Commenting for the first time on the journalist’s disappearance, Mr Erdogan refrained from giving credit to assassination claims. He said he would wait for the outcome of the current investigation before taking a decision.

“I am following the (issue) and we will inform the world whatever the outcome” of the official probe, which was launched on Saturday, Mr Erdogan said.

“God willing we will not be faced with a situation we do not want,” the president told reporters in Ankara.

He said police were examining CCTV footage of entrances and exits at the consulate and Istanbul airport.

Police said earlier that around 15 Saudis, including officials, arrived in Istanbul on two flights on Tuesday and were at the consulate at the same time as Mr Khashoggi.

“Based on their initial findings, the police believe that the journalist was killed by a team especially sent to Istanbul and who left the same day,” the government source told AFP on Saturday.

The journalist went to the building but “did not come back out”, police were quoted as saying by Turkey’s state-run Anadolu news agency.

BASELESS CLAIMS
The consulate rejected the claims that the journalist was killed there as “baseless”, in a Twitter message.

It said a Saudi team was in Turkey to investigate the disappearance.

The journalist’s fiancee, Hatice Cengiz, said on Twitter she was “waiting for an official confirmation from the Turkish government to believe” the claims.

In his newspaper columns, Mr Khashoggi has been critical of some of Saudi Crown Prince Mohammed bin Salman’s policies and Riyadh’s intervention in the war in Yemen.

His criticisms appeared in both the Arab and Western press.

The former government adviser, who turns 60 on October 13, has lived in self-imposed exile in the United States since last year to avoid possible arrest.

Yasin Aktay, an official in Turkey’s ruling Justice and Development Party (AKP) who was close to the journalist, said Mr Khashoggi had made an appointment in advance with the consulate and called to check the documents were ready.

“His friends had warned him, ‘Don’t go there, it is not safe,’ but he said they could not do anything to him in Turkey,” said Mr Aktay.

He added that he still hoped the reports of his friend’s death were untrue.

UNPRECEDENTED CRIME IF TRUE
Prince Mohammed said in an interview published by Bloomberg on Friday that the journalist had left the consulate and Turkish authorities could search the building, which is Saudi sovereign territory.
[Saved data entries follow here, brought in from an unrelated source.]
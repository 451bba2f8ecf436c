//! Pipeline configuration and builder.

use std::path::Path;

use serde::{Deserialize, Serialize};

use crate::error::ConfigError;
use crate::params::{BlockParams, NormParams, SourceLayout, StftParams, WindowKind};
use crate::validation::validate_config;

/// Complete configuration for one separation pass.
///
/// Every stage receives its parameters from this value; nothing is read from
/// ambient state.
#[derive(Debug, Clone, PartialEq, Default, Serialize, Deserialize)]
pub struct PipelineConfig {
    /// Spectral analysis parameters.
    #[serde(default)]
    pub stft: StftParams,
    /// Window batching parameters.
    #[serde(default)]
    pub blocks: BlockParams,
    /// Optional normalization of the input features before batching.
    #[serde(default, skip_serializing_if = "Option::is_none")]
    pub input_norm: Option<NormParams>,
    /// Output source layout of the block transform.
    #[serde(default)]
    pub sources: SourceLayout,
}

impl PipelineConfig {
    /// Creates a builder starting from the default configuration.
    pub fn builder() -> PipelineConfigBuilder {
        PipelineConfigBuilder::new()
    }

    /// Parses a configuration from JSON without validating it.
    pub fn from_json(json: &str) -> Result<Self, ConfigError> {
        Ok(serde_json::from_str(json)?)
    }

    /// Reads and parses a configuration file without validating it.
    pub fn from_path(path: impl AsRef<Path>) -> Result<Self, ConfigError> {
        let json = std::fs::read_to_string(path)?;
        Self::from_json(&json)
    }

    /// Serializes the configuration to pretty-printed JSON.
    pub fn to_json_pretty(&self) -> Result<String, ConfigError> {
        Ok(serde_json::to_string_pretty(self)?)
    }

    /// Validates the configuration, discarding warnings.
    pub fn validate(&self) -> Result<(), ConfigError> {
        validate_config(self)
            .into_result()
            .map(|_| ())
            .map_err(ConfigError::ValidationFailed)
    }
}

/// Builder for [`PipelineConfig`].
#[derive(Debug, Clone, Default)]
pub struct PipelineConfigBuilder {
    config: PipelineConfig,
}

impl PipelineConfigBuilder {
    /// Creates a new builder with default parameters.
    pub fn new() -> Self {
        Self::default()
    }

    /// Sets the analysis window shape and length.
    pub fn window(mut self, kind: WindowKind, length: usize) -> Self {
        self.config.stft.window = kind;
        self.config.stft.window_length = length;
        self
    }

    /// Sets the hop size in samples.
    pub fn hop_size(mut self, hop_size: usize) -> Self {
        self.config.stft.hop_size = hop_size;
        self
    }

    /// Sets the FFT size.
    pub fn nfft(mut self, nfft: usize) -> Self {
        self.config.stft.nfft = nfft;
        self
    }

    /// Sets the sample rate in Hz.
    pub fn sample_rate(mut self, sample_rate: f64) -> Self {
        self.config.stft.sample_rate = sample_rate;
        self
    }

    /// Sets the window batching parameters.
    pub fn blocks(mut self, blocks: BlockParams) -> Self {
        self.config.blocks = blocks;
        self
    }

    /// Enables input normalization.
    pub fn input_norm(mut self, norm: NormParams) -> Self {
        self.config.input_norm = Some(norm);
        self
    }

    /// Sets the output source layout.
    pub fn sources(mut self, sources: SourceLayout) -> Self {
        self.config.sources = sources;
        self
    }

    /// Builds the configuration without validating it.
    pub fn build(self) -> PipelineConfig {
        self.config
    }
}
Turkey’s foreign ministry on Wednesday summoned Saudi Arabia’s ambassador over the issue.

Reporters Without Borders (RSF) said on Twitter that if reports of his death were confirmed, “this would constitute a horrific, utterly deplorable, and absolutely unacceptable assault on press freedom”.
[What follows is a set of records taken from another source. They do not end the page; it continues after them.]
//! Feature scaling with externally supplied statistics.
//!
//! Statistics are stored per feature name and hold one value per bin. They
//! broadcast along the last axis of the scaled array, so the same stats
//! apply to a `[frames, bins]` spectrogram or a
//! `[channels, frames, bins]` feature tensor.

use std::collections::BTreeMap;
use std::path::Path;

use ndarray::{Array, ArrayBase, Axis, Data, Dimension};
use serde::{Deserialize, Serialize};

use convsep_spec::{ConfigError, NormMode, NormParams};

use crate::error::{DspError, DspResult};

/// Per-bin statistics for one feature.
#[derive(Debug, Clone, Default, PartialEq, Serialize, Deserialize)]
pub struct NormStats {
    /// Per-bin minimum, used by `max_min`.
    #[serde(default, skip_serializing_if = "Option::is_none")]
    pub minimus: Option<Vec<f64>>,
    /// Per-bin maximum, used by `max_min`.
    #[serde(default, skip_serializing_if = "Option::is_none")]
    pub maximus: Option<Vec<f64>>,
    /// Per-bin mean, used by `mean`.
    #[serde(default, skip_serializing_if = "Option::is_none")]
    pub means: Option<Vec<f64>>,
    /// Per-bin standard deviation, used by `mean`.
    #[serde(default, skip_serializing_if = "Option::is_none")]
    pub stds: Option<Vec<f64>>,
}

impl NormStats {
    /// Statistics for `max_min` scaling.
    pub fn max_min(minimus: Vec<f64>, maximus: Vec<f64>) -> Self {
        Self {
            minimus: Some(minimus),
            maximus: Some(maximus),
            ..Default::default()
        }
    }

    /// Statistics for `mean` scaling.
    pub fn mean(means: Vec<f64>, stds: Vec<f64>) -> Self {
        Self {
            means: Some(means),
            stds: Some(stds),
            ..Default::default()
        }
    }

    fn require<'a>(
        field: &'a Option<Vec<f64>>,
        feature: &str,
        name: &'static str,
    ) -> DspResult<&'a [f64]> {
        field.as_deref().ok_or_else(|| DspError::MissingStats {
            feature: feature.to_string(),
            field: name,
        })
    }
}

/// Statistics for every known feature, keyed by feature name.
#[derive(Debug, Clone, Default, PartialEq, Serialize, Deserialize)]
#[serde(transparent)]
pub struct StatsStore {
    features: BTreeMap<String, NormStats>,
}

impl StatsStore {
    /// Creates an empty store.
    pub fn new() -> Self {
        Self::default()
    }

    /// Adds statistics for `feature`, replacing any previous entry.
    pub fn with(mut self, feature: impl Into<String>, stats: NormStats) -> Self {
        self.insert(feature, stats);
        self
    }

    /// Inserts statistics for `feature`, returning the previous entry.
    pub fn insert(&mut self, feature: impl Into<String>, stats: NormStats) -> Option<NormStats> {
        self.features.insert(feature.into(), stats)
    }

    /// Looks up the statistics for `feature`.
    pub fn get(&self, feature: &str) -> DspResult<&NormStats> {
        self.features
            .get(feature)
            .ok_or_else(|| DspError::MissingStats {
                feature: feature.to_string(),
                field: "*",
            })
    }

    /// Returns true if the store has statistics for `feature`.
    pub fn contains(&self, feature: &str) -> bool {
        self.features.contains_key(feature)
    }

    /// Feature names in sorted order.
    pub fn features(&self) -> impl Iterator<Item = &str> {
        self.features.keys().map(String::as_str)
    }

    /// Number of features.
    pub fn len(&self) -> usize {
        self.features.len()
    }

    /// Returns true if the store is empty.
    pub fn is_empty(&self) -> bool {
        self.features.is_empty()
    }

    /// Parses a store from JSON of the form
    /// `{"feature": {"minimus": [...], "maximus": [...]}}`.
    pub fn from_json_str(json: &str) -> DspResult<Self> {
        serde_json::from_str(json).map_err(|e| DspError::Config(ConfigError::from(e)))
    }

    /// Loads a store from a JSON file.
    pub fn from_path(path: impl AsRef<Path>) -> DspResult<Self> {
        let json =
            std::fs::read_to_string(path.as_ref()).map_err(|e| DspError::Config(e.into()))?;
        Self::from_json_str(&json)
    }
}

/// Scales `values` with the statistics stored for `params.feature`.
///
/// * `max_min`: `(x - min) / (max - min)`
/// * `mean`: `(x - mean) / std`
/// * `clip`: clamp into `[0, 1]` (no statistics needed)
///
/// # Errors
/// [`DspError::MissingStats`] if the feature or a statistic the mode needs
/// is absent, [`DspError::ShapeMismatch`] if a statistic's length differs
/// from the last axis, and [`DspError::InvalidStats`] if a denominator is
/// zero.
pub fn normalize<S, D>(
    values: &ArrayBase<S, D>,
    store: &StatsStore,
    params: &NormParams,
) -> DspResult<Array<f64, D>>
where
    S: Data<Elem = f64>,
    D: Dimension,
{
    let feature = params.feature.as_str();
    match params.mode {
        NormMode::Clip => Ok(values.mapv(|v| v.clamp(0.0, 1.0))),
        NormMode::MaxMin => {
            let stats = store.get(feature)?;
            let minimus = NormStats::require(&stats.minimus, feature, "minimus")?;
            let maximus = NormStats::require(&stats.maximus, feature, "maximus")?;
            let range = ranges(minimus, maximus)?;
            check_denominator(&range, feature, "maximus - minimus")?;
            along_last_axis(values, minimus, &range, |x, lo, r| (x - lo) / r)
        }
        NormMode::Mean => {
            let stats = store.get(feature)?;
            let means = NormStats::require(&stats.means, feature, "means")?;
            let stds = NormStats::require(&stats.stds, feature, "stds")?;
            check_denominator(stds, feature, "stds")?;
            along_last_axis(values, means, stds, |x, mean, std| (x - mean) / std)
        }
    }
}

/// Inverts [`normalize`] for `max_min` and `mean`.
///
/// # Errors
/// [`DspError::UnsupportedOperation`] for `clip`, which discards
/// information. Otherwise the same errors as [`normalize`], except that a
/// zero range is accepted.
pub fn denormalize<S, D>(
    values: &ArrayBase<S, D>,
    store: &StatsStore,
    params: &NormParams,
) -> DspResult<Array<f64, D>>
where
    S: Data<Elem = f64>,
    D: Dimension,
{
    let feature = params.feature.as_str();
    match params.mode {
        NormMode::Clip => Err(DspError::UnsupportedOperation {
            message: format!(
                "'{}' normalization of feature '{}' cannot be inverted",
                params.mode, feature
            ),
        }),
        NormMode::MaxMin => {
            let stats = store.get(feature)?;
            let minimus = NormStats::require(&stats.minimus, feature, "minimus")?;
            let maximus = NormStats::require(&stats.maximus, feature, "maximus")?;
            let range = ranges(minimus, maximus)?;
            along_last_axis(values, minimus, &range, |y, lo, r| y * r + lo)
        }
        NormMode::Mean => {
            let stats = store.get(feature)?;
            let means = NormStats::require(&stats.means, feature, "means")?;
            let stds = NormStats::require(&stats.stds, feature, "stds")?;
            along_last_axis(values, means, stds, |y, mean, std| y * std + mean)
        }
    }
}

fn ranges(minimus: &[f64], maximus: &[f64]) -> DspResult<Vec<f64>> {
    if minimus.len() != maximus.len() {
        return Err(DspError::shape(
            "maximus",
            &[minimus.len()],
            &[maximus.len()],
        ));
    }
    Ok(maximus
        .iter()
        .zip(minimus.iter())
        .map(|(hi, lo)| hi - lo)
        .collect())
}

fn check_denominator(values: &[f64], feature: &str, what: &str) -> DspResult<()> {
    match values.iter().position(|&v| v == 0.0) {
        Some(bin) => Err(DspError::InvalidStats {
            message: format!("{} is zero at bin {} for feature '{}'", what, bin, feature),
        }),
        None => Ok(()),
    }
}

/// Applies `f(x, a[k], b[k])` to every element whose last-axis index is `k`.
fn along_last_axis<S, D, F>(
    values: &ArrayBase<S, D>,
    a: &[f64],
    b: &[f64],
    f: F,
) -> DspResult<Array<f64, D>>
where
    S: Data<Elem = f64>,
    D: Dimension,
    F: Fn(f64, f64, f64) -> f64,
{
    let ndim = values.ndim();
    if ndim == 0 {
        return Err(DspError::shape("normalized values", &[a.len()], &[]));
    }
    let last = values.shape()[ndim - 1];
    for stat in [a, b] {
        if stat.len() != last {
            return Err(DspError::shape("statistics", &[last], &[stat.len()]));
        }
    }

    let mut out = values.to_owned();
    for mut lane in out.lanes_mut(Axis(ndim - 1)) {
        for ((x, &p), &q) in lane.iter_mut().zip(a.iter()).zip(b.iter()) {
            *x = f(*x, p, q);
        }
    }
    Ok(out)
}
Fred Hiatt, the director of the Washington Post’s editorial page, said if the reports were true “it is a monstrous and unfathomable act”.

“Jamal was — or, as we hope, is — a committed, courageous journalist. He writes out of a sense of love for his country and deep faith in human dignity and freedom,” Hiatt said in a statement on the US newspaper’s website.
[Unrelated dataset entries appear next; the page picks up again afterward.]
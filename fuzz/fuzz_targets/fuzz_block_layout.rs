#![no_main]

use convsep_dsp::{batch, chunk_count, reconstruct, window_starts};
use convsep_spec::{BlockParams, TailMode};
use libfuzzer_sys::fuzz_target;
use ndarray::Array3;

fuzz_target!(|data: &[u8]| {
    if data.len() < 5 {
        return;
    }
    let total = data[0] as usize * 4 + data[1] as usize % 4;
    let time_context = data[2] as usize % 64;
    let overlap = data[3] as usize % 64;
    let tail = if data[4] & 1 == 0 {
        TailMode::Drop
    } else {
        TailMode::Pad
    };

    let starts = window_starts(total, time_context, overlap, tail);
    let count = chunk_count(total, time_context, overlap, tail);
    match (starts, count) {
        (Ok(starts), Ok(count)) => assert_eq!(starts.len(), count),
        (Err(_), Err(_)) => return,
        _ => panic!("cursor and closed form disagree on validity"),
    }

    let features = Array3::from_shape_fn((1, total, 2), |(_, t, k)| (t * 2 + k) as f64);
    let params = BlockParams {
        time_context,
        overlap,
        batch_size: (data[4] as usize >> 1) % 8 + 1,
        tail,
    };
    if let Ok((batches, n)) = batch(features.view(), &params) {
        if n > 0 {
            let out = reconstruct(&batches, n, overlap).expect("matching layout reconstructs");
            let covered = batches.layout().covered_frames();
            for t in 0..covered {
                assert!((out[[0, t, 0]] - features[[0, t, 0]]).abs() < 1e-9);
            }
        }
    }
});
Mr Khashoggi wrote a column for the Washington Post, and in the Friday edition of the paper his editors left the space blank as a tribute to his missing voice.

Mr Khashoggi fled Saudi Arabia in September 2017, months after Prince Mohammed was appointed heir to the throne.

The journalist said he had been banned from writing in the pan-Arab Al-Hayat newspaper, owned by Saudi prince Khaled bin Sultan al-Saud, over his defence of the Muslim Brotherhood which Riyadh has black-listed as a terrorist organisation.

He has also criticised Saudi Arabia’s role in Yemen, where Riyadh leads a military coalition fighting alongside the government in its war with Iran-backed rebels.

Saudi Arabia, which ranks 169th out of 180 on RSF’s World Press Freedom Index, has launched a modernisation campaign since Prince Mohammed’s appointment as heir to the throne.

The ultraconservative kingdom in June lifted a ban on women driving, but it has drawn heavy criticism for its handling of dissent.

Dozens of dissidents have been arrested including intellectuals and Islamic preachers.